2. The reporting person serves as co-trustee of the MJCF Hall Family Trust, of which the reporting person and his wife are trustees and beneficiaries.
3. The options are fully vested.
4. No transaction is being reported at this time. This line is only reporting holdings as of the date hereof.
5. The options are currently vested with respect to 17,500 shares. The remaining options vest on March 14, 2024.
6. The options are currently vested with respect to 9,000 shares. The remaining options vest in two installments as follows: 5,000 shares on March 13, 2024 and 6,000 shares on March 13, 2025.
7. The options are currently vested with respect to 5,000 shares. The remaining options vest in three installments as follows: 4,000 shares on March 12, 2024; 5,000 shares on March 12, 2025 and 6,000 shares on March 12, 2026.
8. The options are currently vested with respect to 3,000 shares. The remaining options vest in four installments as follows: 4,500 shares on March 14, 2024; 6,000 shares on March 14, 2025; 7,500 shares on March 14, 2026 and 9,000 shares on March 14, 2027.
9. The options vest in five installments as follows: 3,000 shares on March 14, 2024; 4,500 shares on March 14, 2025; 6,000 shares on March 14, 2026; 7,500 shares on March 14, 2027 and 9,000 shares on March 14, 2028.
10. The restricted stock units were granted under the Monster Beverage Corporation 2011 Omnibus Incentive Plan.
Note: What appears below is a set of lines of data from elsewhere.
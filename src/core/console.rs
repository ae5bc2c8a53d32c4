//! System parameters for reaching the console from Bevy systems.
//!
//! [`Console`] wraps the [`ConsoleSession`] resource mutably and exposes the
//! calls most systems need. [`ConsoleRef`] is the read-only counterpart.

use bevy::ecs::system::SystemParam;
use bevy::prelude::*;

use super::{
    CommandSource, ConCommand, ConVar, ConVarValue, ConsoleError, ConsoleRegistry,
    ConsoleSession, RegistryEntry, VarError,
};

/// Mutable console access for systems.
///
/// # Examples
///
/// ```ignore
/// fn setup_console(mut console: Console) {
///     console
///         .register_var(ConVar::new("sv-gravity", 800.0f32).description("World gravity"))
///         .ok();
///
///     console
///         .register_cmd(ConCommand::new("noclip", |session, _args| {
///             session.toggle_var("sv-noclip", false)?;
///             Ok(())
///         }))
///         .ok();
///
///     console.run("sv-gravity 1000");
/// }
/// ```
#[derive(SystemParam)]
pub struct Console<'w> {
    session: ResMut<'w, ConsoleSession>,
}

impl Console<'_> {
    /// Returns `Ok(false)` if an existing variable was replaced.
    pub fn register_var(&mut self, cvar: ConVar) -> Result<bool, ConsoleError> {
        self.session.register_var(cvar)
    }

    pub fn register_cmd(&mut self, cmd: ConCommand) -> Result<(), ConsoleError> {
        self.session.register_cmd(cmd)
    }

    pub fn register_alias(&mut self, name: &str, template: &str) -> Result<(), ConsoleError> {
        self.session.register_alias(name, template)
    }

    /// Add a word offered by completion only.
    pub fn register_known_word(&mut self, word: &str) -> bool {
        self.session.register_known_word(word)
    }

    pub fn get<T: ConVarValue>(&self, name: &str) -> Option<T> {
        self.session.get(name)
    }

    pub fn get_string(&self, name: &str) -> Option<String> {
        self.session.get_string(name)
    }

    /// Set a typed value; bounds and protection apply unless `forced`.
    pub fn set<T: ConVarValue>(&mut self, name: &str, value: T, forced: bool) -> Result<(), VarError> {
        self.session.set(name, value, forced)
    }

    pub fn set_string(&mut self, name: &str, value: &str, forced: bool) -> Result<(), VarError> {
        self.session.set_var(name, value, forced)
    }

    /// Execute a line typed at the console.
    pub fn run(&mut self, text: &str) -> bool {
        self.session.execute(CommandSource::Console, text, false, false)
    }

    pub fn execute(&mut self, source: CommandSource, text: &str, silent: bool) -> bool {
        self.session.execute(source, text, silent, false)
    }

    pub fn post(&mut self, text: impl Into<String>) {
        self.session.post(text);
    }

    pub fn contains(&self, name: &str) -> bool {
        self.session.registry().contains(name)
    }

    pub fn get_entry(&self, name: &str) -> Option<&RegistryEntry> {
        self.session.registry().get_entry(name)
    }

    pub fn registry(&self) -> &ConsoleRegistry {
        self.session.registry()
    }

    /// Direct access for operations not covered here.
    pub fn session(&mut self) -> &mut ConsoleSession {
        &mut self.session
    }
}

/// Read-only console system parameter.
#[derive(SystemParam)]
pub struct ConsoleRef<'w> {
    session: Res<'w, ConsoleSession>,
}

impl ConsoleRef<'_> {
    pub fn get<T: ConVarValue>(&self, name: &str) -> Option<T> {
        self.session.get(name)
    }

    pub fn get_string(&self, name: &str) -> Option<String> {
        self.session.get_string(name)
    }

    pub fn contains(&self, name: &str) -> bool {
        self.session.registry().contains(name)
    }

    pub fn get_entry(&self, name: &str) -> Option<&RegistryEntry> {
        self.session.registry().get_entry(name)
    }

    /// Variables by name order.
    pub fn vars(&self) -> impl Iterator<Item = &ConVar> {
        self.session.registry().vars()
    }

    /// Visible entries whose name or description contains `query`.
    pub fn search(&self, query: &str) -> Vec<&RegistryEntry> {
        self.session.registry().search(query)
    }

    pub fn registry(&self) -> &ConsoleRegistry {
        self.session.registry()
    }
}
Each restricted stock unit represents a contingent right to receive one share of the Company's common stock as of the vesting date.
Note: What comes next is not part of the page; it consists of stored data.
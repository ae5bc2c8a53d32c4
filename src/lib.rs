//! Console command runtime for Bevy.
//!
//! Turns text typed at a console, read from a config file or received from a
//! network peer into checked, possibly deferred actions against a registry of
//! commands, typed variables and aliases.
//!
//! - **ConVar**: typed console variables with bounds and protection flags
//! - **ConCommand**: commands with argument signatures and source checks
//! - **Aliases**: `%1`-`%9` positional macro expansion
//! - **Execution buffer**: `after`/`repeat` scheduling with an overflow guard
//! - **Completion**: unambiguous stem or cycling over registry names
//!
//! # Features
//!
//! - `persist` (default): RON configuration (`writeconfig`, `loadconfig`)
//! - `terminal`: stdin/stdout backend for dedicated servers
//! - `log-capture`: forward `tracing` records into the console output
//! - `full`: `persist` + `log-capture`
//!
//! # Quick Start
//!
//! ```ignore
//! use bevy::prelude::*;
//! use bevy_console_runtime::prelude::*;
//!
//! fn main() {
//!     App::new()
//!         .add_plugins(DefaultPlugins)
//!         .add_plugins(ConsolePlugin::default())
//!         .add_systems(Startup, setup_console)
//!         .run();
//! }
//!
//! fn setup_console(mut console: Console) {
//!     console
//!         .register_var(
//!             ConVar::new("sv-gravity", 800.0f32)
//!                 .description("World gravity")
//!                 .flags(ConVarFlags::ARCHIVE),
//!         )
//!         .ok();
//!
//!     console
//!         .register_cmd(
//!             ConCommand::new("say", |session, args| {
//!                 let text = args.join_from(0, " ");
//!                 session.post(text);
//!                 Ok(())
//!             })
//!             .signature("s*")
//!             .description("Print a message"),
//!         )
//!         .ok();
//!
//!     console.run("alias heavy \"sv-gravity 1600\"; after 35 heavy");
//! }
//! ```

use bevy::prelude::*;

pub mod config;
pub mod core;

#[cfg(feature = "log-capture")]
pub mod logging;

#[cfg(feature = "terminal")]
pub mod terminal;

#[cfg(feature = "persist")]
pub mod persist;

pub use config::ConsoleConfig;
pub use crate::core::{
    ArgumentVector, Clock, CommandArgs, CommandFlags, CommandHandler, CommandResult,
    CommandSource, ConAlias, ConCommand, ConValue, ConVar, ConVarChangedEvent, ConVarFlags,
    ConVarKind, ConVarValue, Console, ConsoleClearEvent, ConsoleError, ConsoleEventsPlugin,
    ConsoleInputEvent, ConsoleOutputEvent, ConsoleRef, ConsoleRegistry, ConsoleSession,
    EntryKind, HostCapabilities, LineStyle, ManualClock, PermissionDenied, RegistryEntry,
    SystemClock, VarError, split_statements, tokenize,
};

#[cfg(feature = "persist")]
pub use persist::{ConfigError, ConfigPath, ConsoleConfigFile};

#[cfg(feature = "terminal")]
pub use terminal::{TerminalConfig, TerminalPlugin};

/// Prelude for convenient imports.
pub mod prelude {
    pub use crate::config::ConsoleConfig;
    pub use crate::core::{
        CommandArgs, CommandFlags, CommandResult, CommandSource, ConCommand, ConVar,
        ConVarChangedEvent, ConVarFlags, ConVarValue, Console, ConsoleError, ConsoleInputEvent,
        ConsoleOutputEvent, ConsoleRef, ConsoleSession, LineStyle, ManualClock, VarError,
    };
    pub use crate::{ConsoleClock, ConsolePlugin};
}

/// Handle to the clock the session is timed against.
///
/// [`advance_console_clock`] copies `Time::elapsed()` into it every frame.
#[derive(Resource, Debug, Clone, Default)]
pub struct ConsoleClock(pub ManualClock);

/// Main console plugin.
///
/// ```ignore
/// ConsolePlugin {
///     config: ConsoleConfig { tic_rate: 60, ..default() },
/// }
/// ```
#[derive(Default)]
pub struct ConsolePlugin {
    pub config: ConsoleConfig,
}

impl Plugin for ConsolePlugin {
    fn build(&self, app: &mut App) {
        let clock = ConsoleClock::default();
        let session = ConsoleSession::init(self.config.clone(), clock.0.clone());

        app.insert_resource(session)
            .insert_resource(clock)
            .add_plugins(crate::core::ConsoleEventsPlugin);

        // 1. advance_console_clock: publish frame time to the session
        // 2. read_console_input: execute submitted lines
        // 3. tick_console: fire scheduled statements that came due
        // 4. apply_console_world_actions: run queued closures on the world
        // 5. flush_console_output: turn session output into messages
        app.add_systems(
            Update,
            (
                advance_console_clock,
                read_console_input,
                tick_console,
                apply_console_world_actions,
                flush_console_output,
            )
                .chain(),
        );

        #[cfg(feature = "persist")]
        {
            app.init_resource::<persist::ConfigPath>()
                .add_systems(Startup, persist::load_config_on_startup);
        }

        #[cfg(feature = "terminal")]
        {
            app.add_plugins(terminal::TerminalPlugin);
        }
    }
}

/// Copy the frame clock into the session clock.
pub fn advance_console_clock(time: Res<Time>, clock: Res<ConsoleClock>) {
    clock.0.set(time.elapsed());
}

/// Execute every submitted input line.
pub fn read_console_input(
    mut input_events: MessageReader<ConsoleInputEvent>,
    mut session: ResMut<ConsoleSession>,
) {
    for event in input_events.read() {
        if session.config().echo_input && !event.silent {
            session.post(format!("> {}", event.text));
        }
        let ok = session.execute(
            event.source,
            &event.text,
            event.silent,
            event.network_originated,
        );
        if !ok {
            debug!("Console: '{}' did not complete", event.text);
        }
    }
}

/// Pump the execution buffer once per frame.
pub fn tick_console(mut session: ResMut<ConsoleSession>) {
    let report = session.pump();
    if report.dispatched > 0 {
        debug!(
            "Console: dispatched {} scheduled statements ({} failed)",
            report.dispatched, report.failed
        );
    }
}

/// Exclusive system running closures queued by command handlers.
pub fn apply_console_world_actions(world: &mut World) {
    let Some(mut session) = world.get_resource_mut::<ConsoleSession>() else {
        return;
    };
    let actions = session.take_world_actions();
    for action in actions {
        action(world);
    }
}

/// Send posted lines, variable changes and clear requests as messages.
pub fn flush_console_output(
    mut session: ResMut<ConsoleSession>,
    mut output_events: MessageWriter<ConsoleOutputEvent>,
    mut change_events: MessageWriter<ConVarChangedEvent>,
    mut clear_events: MessageWriter<ConsoleClearEvent>,
) {
    if session.take_clear_request() {
        clear_events.write(ConsoleClearEvent);
    }
    output_events.write_batch(session.drain_output());
    change_events.write_batch(session.drain_changes());
}

// Integration tests drive a headless App.
#[cfg(test)]
mod tests {
    use super::*;
    use bevy::time::TimeUpdateStrategy;
    use std::time::Duration;

    /// Output lines seen by the test.
    #[derive(Resource, Default)]
    struct Captured {
        lines: Vec<String>,
        changes: Vec<ConVarChangedEvent>,
        clears: usize,
    }

    #[derive(Resource, Default)]
    struct Counter(usize);

    fn capture(
        mut captured: ResMut<Captured>,
        mut output: MessageReader<ConsoleOutputEvent>,
        mut changes: MessageReader<ConVarChangedEvent>,
        mut clears: MessageReader<ConsoleClearEvent>,
    ) {
        captured.lines.extend(output.read().map(|e| e.text.clone()));
        captured.changes.extend(changes.read().cloned());
        captured.clears += clears.read().count();
    }

    fn app() -> App {
        let mut app = App::new();
        app.add_plugins(MinimalPlugins)
            .add_plugins(ConsolePlugin::default())
            .insert_resource(TimeUpdateStrategy::ManualDuration(Duration::from_millis(100)))
            .init_resource::<Captured>()
            .init_resource::<Counter>()
            .add_systems(PostUpdate, capture);
        app.update();
        app
    }

    fn submit(app: &mut App, event: ConsoleInputEvent) {
        app.world_mut().write_message(event);
        app.update();
    }

    fn lines(app: &mut App) -> Vec<String> {
        std::mem::take(&mut app.world_mut().resource_mut::<Captured>().lines)
    }

    #[test]
    fn test_command_execution_via_input() {
        let mut app = app();
        app.world_mut()
            .resource_mut::<ConsoleSession>()
            .register_cmd(ConCommand::new("count", |session, args| {
                let by = args.parse::<usize>(0).unwrap_or(1);
                session.queue_world_action(move |world| {
                    world.resource_mut::<Counter>().0 += by;
                });
                Ok(())
            }))
            .unwrap();

        submit(&mut app, ConsoleInputEvent::new("count; count 4; count"));

        assert_eq!(app.world().resource::<Counter>().0, 6);
        assert_eq!(lines(&mut app), vec!["> count; count 4; count"]);
    }

    #[test]
    fn test_convar_set_emits_change_message() {
        let mut app = app();
        app.world_mut()
            .resource_mut::<ConsoleSession>()
            .register_var(ConVar::new("test-var", 10i32))
            .unwrap();

        submit(&mut app, ConsoleInputEvent::new("test-var 20"));
        submit(&mut app, ConsoleInputEvent::new("test-var 20").silent());

        let captured = app.world().resource::<Captured>();
        assert_eq!(captured.changes, vec![ConVarChangedEvent::new("test-var", "10", "20")]);
        assert_eq!(
            captured.lines,
            vec!["> test-var 20".to_string(), "\"test-var\" = \"20\"".to_string()]
        );
    }

    #[test]
    fn test_after_fires_once_due() {
        let mut app = app();
        submit(&mut app, ConsoleInputEvent::new("after 35 \"echo late\"").silent());
        assert!(lines(&mut app).is_empty());

        let mut fired = false;
        for _ in 0..40 {
            app.update();
            if lines(&mut app) == vec!["late"] {
                fired = true;
                break;
            }
        }
        assert!(fired, "scheduled statement never fired");
        assert_eq!(app.world().resource::<ConsoleSession>().buffer().queued(), 0);
    }

    #[test]
    fn test_clear_request_becomes_message() {
        let mut app = app();
        submit(&mut app, ConsoleInputEvent::new("clear").silent());
        assert_eq!(app.world().resource::<Captured>().clears, 1);
    }

    #[test]
    fn test_remote_input_is_checked() {
        let mut app = app();
        {
            let mut session = app.world_mut().resource_mut::<ConsoleSession>();
            session.host_mut().server = true;
            session
                .register_cmd(
                    ConCommand::new("kick", |session, _args| {
                        session.post("kicked");
                        Ok(())
                    })
                    .flags(CommandFlags::CLIENT),
                )
                .unwrap();
        }

        submit(&mut app, ConsoleInputEvent::remote("echo hi"));
        submit(&mut app, ConsoleInputEvent::remote("kick"));

        assert_eq!(
            lines(&mut app),
            vec![
                "> echo hi",
                "echo can't be used by remote clients.",
                "> kick",
                "kicked",
            ]
        );
    }

    #[test]
    fn test_system_param_registration() {
        let mut app = app();
        app.add_systems(Update, |mut console: Console| {
            if !console.contains("fov") {
                console.register_var(ConVar::new("fov", 90i32)).unwrap();
                assert!(console.run("fov 100"));
            }
        });
        app.update();

        let session = app.world().resource::<ConsoleSession>();
        assert_eq!(session.get::<i32>("fov"), Some(100));
    }
}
11. The remaining restricted stock units vest on March 14, 2024.
12. Not applicable.
13. The remaining restricted stock units vest in two installments as follows: 1,750 units on March 13, 2024 and 2,100 units on March 13, 2025.
/s/ Paul J. Dechary, attorney-in-fact 03/14/2023
** Signature of Reporting Person Date
Reminder: Report on a separate line for each class of securities beneficially owned directly or indirectly.
* If the form is filed by more than one reporting person, see Instruction 4 (b)(v).
** Intentional misstatements or omissions of facts constitute Federal Criminal Violations See 18 U.S.C. 1001 and 15 U.S.C. 78ff(a).